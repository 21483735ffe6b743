//! The document-store collaborator.
//!
//! A store exposes three primitives; every client operation (get, create, set, update,
//! delete, batches and transactions) is built on top of them:
//! - [`DocumentStore::get_all`] reads documents by key
//! - [`DocumentStore::query`] filters one collection
//! - [`DocumentStore::commit`] validates read versions and applies writes atomically

use crate::common::{key::DocumentKey, precondition::UpdateTime};
use crate::error::Result;
use crate::read::{query::Query, snapshot::DocumentSnapshot};
use crate::write::{
    batch::MAX_BATCH_WRITES,
    operation::{Write, WriteResult},
};

use std::future::Future;

/// Amazon DynamoDB backend.
pub mod dynamo;

/// In-process backend.
pub mod memory;

/// The version of a document observed by a transaction read.
#[derive(Clone, Debug, Eq, PartialEq)]
pub struct ReadVersion {
    /// The document read.
    pub key: DocumentKey,
    /// The marker seen, `None` if the document was missing.
    pub update_time: Option<UpdateTime>,
}

/// Remote document store primitives.
pub trait DocumentStore: Send + Sync {
    /// Read documents by key, in request order; `None` for missing documents.
    fn get_all(
        &self,
        keys: &[DocumentKey],
    ) -> impl Future<Output = Result<Vec<Option<DocumentSnapshot>>>> + Send;

    /// Documents of the query's collection matching all of its filters.
    fn query(&self, query: &Query) -> impl Future<Output = Result<Vec<DocumentSnapshot>>> + Send;

    /// Atomically commit writes.
    ///
    /// Fails with `TransactionConflict` and applies nothing if any of `reads` no longer
    /// matches the stored marker. Each write's preconditions are checked against the
    /// state left by the writes before it; the first failing check aborts the commit.
    /// All writes of a successful commit share one fresh update time.
    fn commit(
        &self,
        writes: Vec<Write>,
        reads: Vec<ReadVersion>,
    ) -> impl Future<Output = Result<Vec<WriteResult>>> + Send;

    /// Largest number of writes one commit accepts.
    fn max_commit_writes(&self) -> usize {
        MAX_BATCH_WRITES
    }
}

====================

Lines from the start of the material above through the line containing "applies writes atomically" are to be duplicated exactly, and only those.

[SOLVED PROBLEM]
repository 21483735ffe6b743
//! The document-store collaborator.
//!
//! A store exposes three primitives; every client operation (get, create, set, update,
//! delete, batches and transactions) is built on top of them:
//! - [`DocumentStore::get_all`] reads documents by key
//! - [`DocumentStore::query`] filters one collection
//! - [`DocumentStore::commit`] validates read versions and applies writes atomically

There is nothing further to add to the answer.